Você escorrega pra fora de mim, melado, e eu sorrio enquanto ajeito novamente a
calcinha no lugar, sentindo o quanto estou ensopada.
— Limpa isso com
seu lencinho. — digo em tom de deboche. — Porque eu vou ficar com você
escorrendo entre minhas pernas. Gosto da ideia.
Apoio as costas
contra a parede oposta do banheiro, abaixando o vestido, ajeitando o tecido
amarrotado enquanto te observo ainda sentado ali, processando o que acabou de
acontecer.
— Certeza que
todo mundo sentiu nossa falta no churrasco... — comento com um sorriso torto
nos lábios. — E eu vou adorar ver a desculpa esfarrapada que você vai inventar
caso alguém pergunte algo. Aposto que vai ser sobre verificar o encanamento ou
alguma merda do tipo.
** Otto **
Eu fico ali,
sentado no tampo da privada, sentindo o ar frio do banheiro atingir minha parte
exposta de uma forma que me faz sentir cada centímetro do meu erro... e do meu
acerto. A imagem de Hanna me olhando com aquela satisfação predatória é algo
que nenhum regulamento de condomínio poderia prever. Quando ela diz que quer
memorizar a cena, eu sinto um arrepio que não tem nada a ver com o frio. Ela me
tem. Ela sabe que me tem.
— Você é... você
é um perigo público, menina. — eu consigo dizer, a voz ainda rouca, enquanto a
sinto passar a língua pelo meu rosto.
O gesto é tão
impróprio, tão... sujo, que meu cérebro tenta disparar um alerta moral, mas meu
corpo apenas reage com um espasmo de desejo residual. Eu a observo se levantar,
o som dela se desencaixando de mim ecoando nas paredes de azulejo como um
veredito final. Quando ela me diz para limpar “isso” com o meu lenço e confessa
que vai me deixar escorrer pelas pernas dela... eu sinto que o eu que eu
conhecia acaba de ser enterrado sob sete palmos de terra.
Eu pego o lenço
de papel do bolso — o mesmo tipo de lenço que eu uso para limpar manchas de
café ou poeira dos corrimãos — e olho para ele.

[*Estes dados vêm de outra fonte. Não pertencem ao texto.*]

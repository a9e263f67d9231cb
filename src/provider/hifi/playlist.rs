use tokio_util::sync::CancellationToken;

use super::wire::PlaylistPage;
use super::{Hifi, Payload, artist_refs, query};
use crate::error::Result;
use crate::models::{PlaylistData, PlaylistSong};
use crate::normalize::{image_url, resolve_quality};
use crate::types::UserId;

const PLAYLIST_COVER_SIZE: u32 = 640;

impl Payload for PlaylistPage {
    const CONTEXT: &'static str = "playlist";

    fn is_complete(&self) -> bool {
        !self.playlist.uuid.is_empty()
    }
}

impl Hifi {
    pub(super) async fn fetch_playlist(
        &self,
        cancel: &CancellationToken,
        user: UserId,
        id: &str,
    ) -> Result<PlaylistData> {
        let page: PlaylistPage = self
            .fetch(cancel, user, |base| format!("{}/playlist/?id={}", base, query(id)))
            .await?;
        let playlist = page.playlist;

        // Videos share the listing with tracks
        let songs = page
            .items
            .iter()
            .filter(|entry| entry.kind == "track")
            .map(|entry| {
                let track = &entry.item;
                PlaylistSong {
                    id: track.id.to_string(),
                    title: track.title.clone(),
                    duration: track.duration,
                    explicit: track.explicit,
                    isrc: track.isrc.clone(),
                    audio_quality: resolve_quality(
                        Some(track.audio_quality.as_str()),
                        &track.media_metadata.tags,
                    ),
                    artists: artist_refs(&track.artists),
                }
            })
            .collect();

        Ok(PlaylistData {
            provider: Self::PROVIDER.to_string(),
            api: Self::NAME.to_string(),
            id: playlist.uuid,
            title: playlist.title,
            description: playlist.description,
            duration: playlist.duration,
            number_of_tracks: playlist.number_of_tracks,
            cover_url: image_url(&playlist.square_image, PLAYLIST_COVER_SIZE),
            last_updated: playlist.last_updated,
            songs,
        })
    }
}
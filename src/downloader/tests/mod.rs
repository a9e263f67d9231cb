use super::test_helpers::*;
use super::DownloadManager;
use crate::error::{DownloadError, Error};
use crate::types::{DownloadRequest, Event, Quality, Status, TaskId, UserId};

mod control;
//! Stand-ins for external binaries in tests

use std::path::{Path, PathBuf};

/// Write an executable shell script named `name` into `dir`
#[cfg(unix)]
pub(crate) fn fake_tool(dir: &Path, name: &str, body: &str) -> PathBuf {
    use std::os::unix::fs::PermissionsExt;

    let path = dir.join(name);
    std::fs::write(&path, format!("#!/bin/sh\n{}\n", body)).unwrap();
    std::fs::set_permissions(&path, std::fs::Permissions::from_mode(0o755)).unwrap();
    path
}

/// Every regular file below `root`, sorted
pub(crate) fn files_under(root: &Path) -> Vec<PathBuf> {
    let mut files = Vec::new();
    let mut dirs = vec![root.to_path_buf()];
    while let Some(dir) = dirs.pop() {
        let Ok(entries) = std::fs::read_dir(&dir) else {
            continue;
        };
        for entry in entries.flatten() {
            let path = entry.path();
            if path.is_dir() {
                dirs.push(path);
            } else {
                files.push(path);
            }
        }
    }
    files.sort();
    files
}
//! hifi-api v2.2 response shapes
//!
//! Every field defaults so that instances running slightly different builds of
//! the API still decode; structural validity is checked where the data is used.

use serde::Deserialize;

#[derive(Debug, Default, Deserialize)]
#[serde(default)]
pub(super) struct Envelope<T> {
    pub data: T,
}

#[derive(Debug, Default, Deserialize)]
#[serde(default)]
pub(super) struct Status {
    pub version: String,
    pub repo: String,
}

#[derive(Debug, Default, Clone, Deserialize)]
#[serde(default)]
pub(super) struct Artist {
    pub id: u64,
    pub name: String,
}

#[derive(Debug, Default, Clone, Deserialize)]
#[serde(default)]
pub(super) struct MediaMetadata {
    pub tags: Vec<String>,
}

#[derive(Debug, Default, Clone, Deserialize)]
#[serde(default)]
pub(super) struct TrackAlbum {
    pub id: u64,
    pub title: String,
    pub cover: String,
}

#[derive(Debug, Default, Clone, Deserialize)]
#[serde(default, rename_all = "camelCase")]
pub(super) struct Track {
    pub id: u64,
    pub title: String,
    pub duration: u32,
    pub replay_gain: f64,
    pub peak: f64,
    pub stream_start_date: String,
    pub track_number: u32,
    pub volume_number: u32,
    pub popularity: u32,
    pub isrc: String,
    pub explicit: bool,
    pub audio_quality: String,
    pub media_metadata: MediaMetadata,
    pub artists: Vec<Artist>,
    pub album: TrackAlbum,
}

#[derive(Debug, Default, Clone, Deserialize)]
#[serde(default, rename_all = "camelCase")]
pub(super) struct Playback {
    pub audio_quality: String,
    pub manifest_mime_type: String,
    pub manifest: String,
    pub track_replay_gain: f64,
    pub track_peak_amplitude: f64,
    pub album_replay_gain: f64,
    pub album_peak_amplitude: f64,
}

#[derive(Debug, Default, Deserialize)]
#[serde(default)]
pub(super) struct Item<T> {
    pub item: T,
    #[serde(rename = "type")]
    pub kind: String,
}

#[derive(Debug, Default, Deserialize)]
#[serde(default, rename_all = "camelCase")]
pub(super) struct Album {
    pub id: u64,
    pub title: String,
    pub duration: u32,
    pub release_date: String,
    pub number_of_tracks: u32,
    pub number_of_volumes: u32,
    pub cover: String,
    pub explicit: bool,
    pub audio_quality: String,
    pub media_metadata: MediaMetadata,
    pub artists: Vec<Artist>,
    pub items: Vec<Item<Track>>,
}

#[derive(Debug, Default, Deserialize)]
#[serde(default)]
pub(super) struct ArtistInfo {
    pub artist: ArtistProfile,
}

#[derive(Debug, Default, Deserialize)]
#[serde(default)]
pub(super) struct ArtistProfile {
    pub id: u64,
    pub name: String,
    #[serde(alias = "pictureUrl")]
    pub picture: String,
    #[serde(rename = "selectedAlbumCoverFallback")]
    pub picture_fallback: String,
}

#[derive(Debug, Default, Deserialize)]
#[serde(default)]
pub(super) struct Discography {
    pub albums: Page<Release>,
}

#[derive(Debug, Default, Deserialize)]
#[serde(default)]
pub(super) struct Page<T> {
    pub items: Vec<T>,
}

#[derive(Debug, Default, Clone, Deserialize)]
#[serde(default, rename_all = "camelCase")]
pub(super) struct Release {
    pub id: u64,
    pub title: String,
    pub duration: u32,
    pub release_date: String,
    pub cover: String,
    pub explicit: bool,
    #[serde(rename = "type")]
    pub kind: String,
    pub media_metadata: MediaMetadata,
    pub artists: Vec<Artist>,
}

#[derive(Debug, Default, Deserialize)]
#[serde(default)]
pub(super) struct PlaylistPage {
    pub playlist: Playlist,
    pub items: Vec<Item<Track>>,
}

#[derive(Debug, Default, Deserialize)]
#[serde(default, rename_all = "camelCase")]
pub(super) struct Playlist {
    pub uuid: String,
    pub title: String,
    pub description: String,
    pub duration: u32,
    pub number_of_tracks: u32,
    pub square_image: String,
    pub last_updated: String,
}

/// `application/vnd.tidal.bts` manifest
#[derive(Debug, Default, Deserialize)]
#[serde(default, rename_all = "camelCase")]
pub(super) struct BtsManifest {
    pub urls: Vec<String>,
}

/// `application/dash+xml` manifest, reduced to what segment expansion needs
#[derive(Debug, Default, Deserialize)]
#[serde(default)]
pub(super) struct Mpd {
    #[serde(rename = "Period")]
    pub periods: Vec<Period>,
}

#[derive(Debug, Default, Deserialize)]
#[serde(default)]
pub(super) struct Period {
    #[serde(rename = "AdaptationSet")]
    pub adaptation_sets: Vec<AdaptationSet>,
}

#[derive(Debug, Default, Deserialize)]
#[serde(default)]
pub(super) struct AdaptationSet {
    #[serde(rename = "Representation")]
    pub representations: Vec<Representation>,
}

#[derive(Debug, Default, Deserialize)]
#[serde(default)]
pub(super) struct Representation {
    #[serde(rename = "SegmentTemplate")]
    pub segment_template: Option<SegmentTemplate>,
}

#[derive(Debug, Default, Deserialize)]
#[serde(default)]
pub(super) struct SegmentTemplate {
    #[serde(rename = "@initialization")]
    pub initialization: String,
    #[serde(rename = "@media")]
    pub media: String,
    #[serde(rename = "@startNumber")]
    pub start_number: Option<u64>,
    #[serde(rename = "SegmentTimeline")]
    pub timeline: SegmentTimeline,
}

#[derive(Debug, Default, Deserialize)]
#[serde(default)]
pub(super) struct SegmentTimeline {
    #[serde(rename = "S")]
    pub segments: Vec<Segment>,
}

#[derive(Debug, Default, Deserialize)]
#[serde(default)]
pub(super) struct Segment {
    #[serde(rename = "@r")]
    pub repeat: Option<i64>,
}

/// `/search/?s=` answer
#[derive(Debug, Default, Deserialize)]
#[serde(default)]
pub(super) struct SongResults {
    pub items: Vec<Track>,
}

/// `/search/?al=` answer
#[derive(Debug, Default, Deserialize)]
#[serde(default)]
pub(super) struct AlbumResults {
    pub albums: Page<AlbumHit>,
}

#[derive(Debug, Default, Deserialize)]
#[serde(default, rename_all = "camelCase")]
pub(super) struct AlbumHit {
    pub id: u64,
    pub title: String,
    pub duration: u32,
    pub cover: String,
    pub explicit: bool,
    pub popularity: u32,
    pub media_metadata: MediaMetadata,
    pub artists: Vec<Artist>,
}

/// `/search/?a=` answer
#[derive(Debug, Default, Deserialize)]
#[serde(default)]
pub(super) struct ArtistResults {
    pub artists: Page<ArtistHit>,
}

#[derive(Debug, Default, Deserialize)]
#[serde(default)]
pub(super) struct ArtistHit {
    pub id: u64,
    pub name: String,
    pub picture: String,
    pub popularity: u32,
}
use tokio_util::sync::CancellationToken;

use super::wire::{Envelope, Playback, Track};
use super::{Hifi, Payload, artist_refs, query};
use crate::error::Result;
use crate::models::{AlbumRef, SongData};
use crate::normalize::{image_url, release_date, resolve_quality};
use crate::types::{Quality, UserId};

/// Cover size attached to songs and albums
pub(super) const COVER_SIZE: u32 = 1280;

impl Payload for Envelope<Track> {
    const CONTEXT: &'static str = "track info";

    fn is_complete(&self) -> bool {
        self.data.id != 0
    }
}

impl Payload for Envelope<Playback> {
    const CONTEXT: &'static str = "track playback";

    fn is_complete(&self) -> bool {
        !self.data.manifest.is_empty()
    }
}

impl Hifi {
    /// Race `/info` and `/track` together and merge them into one record
    ///
    /// The playback payload carries the replay-gain values the info payload lacks.
    /// Without a quality the instance picks its default stream.
    pub(super) async fn song_with_playback(
        &self,
        cancel: &CancellationToken,
        user: UserId,
        id: &str,
        quality: Option<Quality>,
    ) -> Result<(SongData, Playback)> {
        let info = self.fetch::<Envelope<Track>, _>(cancel, user, |base| {
            format!("{}/info/?id={}", base, query(id))
        });
        let playback = self.fetch::<Envelope<Playback>, _>(cancel, user, |base| match quality {
            Some(q) => format!("{}/track/?id={}&quality={}", base, query(id), q.as_api_str()),
            None => format!("{}/track/?id={}", base, query(id)),
        });

        let (info, playback) = tokio::try_join!(info, playback)?;
        let song = self.normalize_song(&info.data, &playback.data);
        Ok((song, playback.data))
    }

    fn normalize_song(&self, track: &Track, playback: &Playback) -> SongData {
        SongData {
            provider: Self::PROVIDER.to_string(),
            api: Self::NAME.to_string(),
            id: track.id.to_string(),
            title: track.title.clone(),
            duration: track.duration,
            replay_gain: playback.track_replay_gain,
            peak: playback.track_peak_amplitude,
            album_replay_gain: playback.album_replay_gain,
            album_peak: playback.album_peak_amplitude,
            release_date: release_date(&track.stream_start_date),
            track_number: track.track_number,
            volume_number: track.volume_number,
            audio_quality: resolve_quality(
                Some(track.audio_quality.as_str()),
                &track.media_metadata.tags,
            ),
            explicit: track.explicit,
            popularity: track.popularity,
            isrc: track.isrc.clone(),
            artists: artist_refs(&track.artists),
            album: AlbumRef {
                id: track.album.id.to_string(),
                title: track.album.title.clone(),
                cover_url: image_url(&track.album.cover, COVER_SIZE),
            },
        }
    }
}
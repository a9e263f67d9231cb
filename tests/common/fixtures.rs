//! Mock hifi-api instances and CDN

use base64::Engine;
use base64::engine::general_purpose::STANDARD as BASE64;
use serde_json::{Value, json};
use std::time::Duration;
use wiremock::matchers::{method, path, query_param};
use wiremock::{Mock, MockServer, ResponseTemplate};

/// Audio bytes served by the mock CDN
pub const AUDIO: &[u8] = b"fLaC\x00\x00\x00\x22 not really a flac file";

fn track_json(id: u64, title: &str, number: u32) -> Value {
    json!({
        "id": id,
        "title": title,
        "duration": 215,
        "replayGain": -7.1,
        "peak": 0.98,
        "streamStartDate": "2020-05-01T00:00:00.000+0000",
        "trackNumber": number,
        "volumeNumber": 1,
        "isrc": "GBAYE2000123",
        "explicit": false,
        "audioQuality": "LOSSLESS",
        "mediaMetadata": { "tags": ["LOSSLESS"] },
        "artists": [{ "id": 9, "name": "The Band", "type": "MAIN" }],
        "album": { "id": 55, "title": "The Album", "cover": "aa-bb-cc" }
    })
}

/// Serve the CDN file every manifest points at
pub async fn start_cdn() -> MockServer {
    let cdn = MockServer::start().await;
    Mock::given(method("GET"))
        .and(path("/audio.flac"))
        .respond_with(ResponseTemplate::new(200).set_body_bytes(AUDIO))
        .mount(&cdn)
        .await;
    cdn
}

/// A healthy hifi-api v2.2 instance serving album 55 with tracks 4 and 5
///
/// `delay` is applied to every catalogue response.
pub async fn start_instance(cdn: &MockServer, delay: Duration) -> MockServer {
    let server = MockServer::start().await;

    Mock::given(method("GET"))
        .and(path("/"))
        .respond_with(ResponseTemplate::new(200).set_body_json(json!({
            "version": "2.2",
            "repo": "https://github.com/uimaxbai/hifi-api"
        })))
        .mount(&server)
        .await;

    for (id, title, number) in [(4u64, "Fourth Song", 4u32), (5, "Fifth Song", 5)] {
        Mock::given(method("GET"))
            .and(path("/info/"))
            .and(query_param("id", id.to_string()))
            .respond_with(
                ResponseTemplate::new(200)
                    .set_delay(delay)
                    .set_body_json(json!({ "version": "2.2", "data": track_json(id, title, number) })),
            )
            .mount(&server)
            .await;
    }

    let manifest = json!({ "mimeType": "audio/flac", "urls": [format!("{}/audio.flac", cdn.uri())] });
    Mock::given(method("GET"))
        .and(path("/track/"))
        .respond_with(
            ResponseTemplate::new(200)
                .set_delay(delay)
                .set_body_json(json!({
                    "version": "2.2",
                    "data": {
                        "trackId": 4,
                        "audioQuality": "LOSSLESS",
                        "manifestMimeType": "application/vnd.tidal.bts",
                        "manifest": BASE64.encode(manifest.to_string()),
                        "trackReplayGain": -8.5,
                        "trackPeakAmplitude": 0.99,
                        "albumReplayGain": -9.0,
                        "albumPeakAmplitude": 1.0
                    }
                })),
        )
        .mount(&server)
        .await;

    Mock::given(method("GET"))
        .and(path("/album/"))
        .and(query_param("id", "55"))
        .respond_with(
            ResponseTemplate::new(200)
                .set_delay(delay)
                .set_body_json(json!({
                    "version": "2.2",
                    "data": {
                        "id": 55,
                        "title": "The Album",
                        "duration": 430,
                        "releaseDate": "2020-05-01",
                        "numberOfTracks": 2,
                        "numberOfVolumes": 1,
                        "cover": "aa-bb-cc",
                        "explicit": false,
                        "audioQuality": "LOSSLESS",
                        "mediaMetadata": { "tags": ["LOSSLESS"] },
                        "artists": [{ "id": 9, "name": "The Band" }],
                        "items": [
                            { "item": track_json(4, "Fourth Song", 4), "type": "track" },
                            { "item": track_json(5, "Fifth Song", 5), "type": "track" }
                        ]
                    }
                })),
        )
        .mount(&server)
        .await;

    server
}

/// An instance that answers everything with 502
pub async fn start_broken_instance() -> MockServer {
    let server = MockServer::start().await;
    Mock::given(method("GET"))
        .respond_with(ResponseTemplate::new(502))
        .mount(&server)
        .await;
    server
}
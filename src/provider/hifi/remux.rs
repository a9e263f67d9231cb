//! Hi-res payloads arrive as FLAC inside an MP4 container; ffmpeg copies the
//! audio track out into a plain FLAC stream without re-encoding.

use std::path::Path;
use std::process::Stdio;

use bytes::Bytes;
use tokio::io::AsyncReadExt;
use tokio::process::{Child, ChildStdout, Command};
use tokio::sync::mpsc;
use tokio_stream::wrappers::ReceiverStream;
use tokio_util::io::StreamReader;
use tokio_util::task::AbortOnDropHandle;
use tracing::{debug, warn};

use crate::error::{Error, Result};
use crate::http::ByteReader;

const CHUNK_SIZE: usize = 64 * 1024;

/// Pipe `input` through ffmpeg and return its FLAC output
///
/// A non-zero ffmpeg exit surfaces as a read error at the end of the stream.
/// Dropping the returned reader kills the child process and drops `input`.
pub(super) fn to_flac(ffmpeg: &Path, mut input: ByteReader) -> Result<ByteReader> {
    let mut child = Command::new(ffmpeg)
        .args([
            "-nostdin",
            "-loglevel",
            "error",
            "-fflags",
            "+genpts",
            "-i",
            "pipe:0",
            "-map",
            "0:a:0",
            "-map_metadata",
            "0",
            "-c:a",
            "copy",
            "-f",
            "flac",
            "pipe:1",
        ])
        .stdin(Stdio::piped())
        .stdout(Stdio::piped())
        .stderr(Stdio::null())
        .kill_on_drop(true)
        .spawn()
        .map_err(|e| Error::ExternalTool(format!("failed to start {}: {}", ffmpeg.display(), e)))?;

    let mut stdin = child
        .stdin
        .take()
        .ok_or_else(|| Error::ExternalTool("ffmpeg stdin not captured".to_string()))?;
    let mut stdout = child
        .stdout
        .take()
        .ok_or_else(|| Error::ExternalTool("ffmpeg stdout not captured".to_string()))?;

    let feeder = AbortOnDropHandle::new(tokio::spawn(async move {
        if let Err(e) = tokio::io::copy(&mut input, &mut stdin).await {
            debug!(error = %e, "feeding ffmpeg stopped early");
        }
    }));

    let (tx, rx) = mpsc::channel::<std::io::Result<Bytes>>(8);
    tokio::spawn(async move {
        // Aborts the feeder, and with it the input stream, on every exit path
        let _feeder = feeder;
        tokio::select! {
            _ = tx.closed() => {
                debug!("remux output dropped, stopping ffmpeg");
                if let Err(e) = child.start_kill() {
                    debug!(error = %e, "ffmpeg already gone");
                }
            }
            _ = pump(&mut child, &mut stdout, &tx) => {}
        }
    });

    Ok(Box::pin(StreamReader::new(ReceiverStream::new(rx))))
}

/// Forward ffmpeg's stdout to `tx`, then report a failed exit as a read error
async fn pump(
    child: &mut Child,
    stdout: &mut ChildStdout,
    tx: &mpsc::Sender<std::io::Result<Bytes>>,
) {
    let mut buf = vec![0u8; CHUNK_SIZE];
    loop {
        match stdout.read(&mut buf).await {
            Ok(0) => break,
            Ok(n) => {
                if tx.send(Ok(Bytes::copy_from_slice(&buf[..n]))).await.is_err() {
                    return;
                }
            }
            Err(e) => {
                let _ = tx.send(Err(e)).await;
                return;
            }
        }
    }

    match child.wait().await {
        Ok(status) if status.success() => {}
        Ok(status) => {
            warn!(status = %status, "ffmpeg remux failed");
            let _ = tx
                .send(Err(std::io::Error::other(format!("ffmpeg exited with {}", status))))
                .await;
        }
        Err(e) => {
            let _ = tx.send(Err(e)).await;
        }
    }
}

É um gesto mecânico, uma
tentativa desesperada de recuperar um fragmento da minha dignidade metódica. Eu
me limpo com movimentos rápidos, quase furiosos, enquanto tento não olhar para
ela ajeitando o vestido.
— Ninguém sentiu
falta. — eu minto, a voz falhando enquanto subo o zíper da calça com um som
definitivo. — As pessoas estão ocupadas demais se entupindo de gordura e
ouvindo música ruim para notar a ausência de um velho e de uma... de uma
desequilibrada.
Eu me levanto, as
pernas um pouco trêmulas, e encaro meu reflexo no espelho acima da pia. Meu
rosto está vermelho, meu cabelo, que eu penteio com tanto cuidado, está
desalinhado, e meus olhos... meus olhos têm um brilho que eu não via desde que
Sonya ainda ria das minhas piadas sem graça.
— Eu vou dizer
que a pressão do gás estava instável e que eu precisei verificar as válvulas de
segurança da casa. — eu digo, tentando recuperar o tom autoritário, embora
saiba que soe patético agora. — É uma explicação técnica. Ninguém questiona
explicações técnicas.
Eu me aproximo
dela, parando a poucos centímetros. Eu deveria estar com raiva. Eu deveria
estar planejando como evitá-la pelo resto da vida. Mas, em vez disso, eu
estendo a mão e, com uma delicadeza que me surpreende, ajeito uma mecha daquela
franja desfiada que eu tanto critiquei.
— Não pense que
isso muda as regras, Hanna. — eu sussurro, aproximando meu rosto do dela uma
última vez, o cheiro de baunilha e sexo agora permanentemente associado à minha
ruína. — Se eu vir aquele gato no meu gramado amanhã, eu ainda vou bater na sua
porta. Mas... — Eu hesito, um sorriso amargo e faminto surgindo nos meus lábios
— ...talvez eu não esteja segurando o regulamento na mão quando você abrir.
Eu giro a chave
da fechadura. O clique soa como o início de uma nova era. Eu abro a porta
apenas uma fresta, verificando o corredor com a cautela de um espião, antes de
sair. Eu sou um homem de ordem. E eu acabei de descobrir que a desordem tem o
gosto mais doce do mundo.
— Saia cinco
minutos depois de mim. — eu ordeno, sem olhar para trás. — E, por favor...
tente não nos entregar para o Miller. Ele é um idiota, mas não é cego.
Eu marcho de volta para o churrasco, ajeitando o suéter e preparando minha cara de poucos amigos, mas por dentro, eu sinto que o “enferrujado” acaba de ser lubrificado com a substância mais perigosa e viciante que existe. E eu sei, com uma clareza absoluta, que o regulamento do condomínio nunca mais será lido da mesma forma.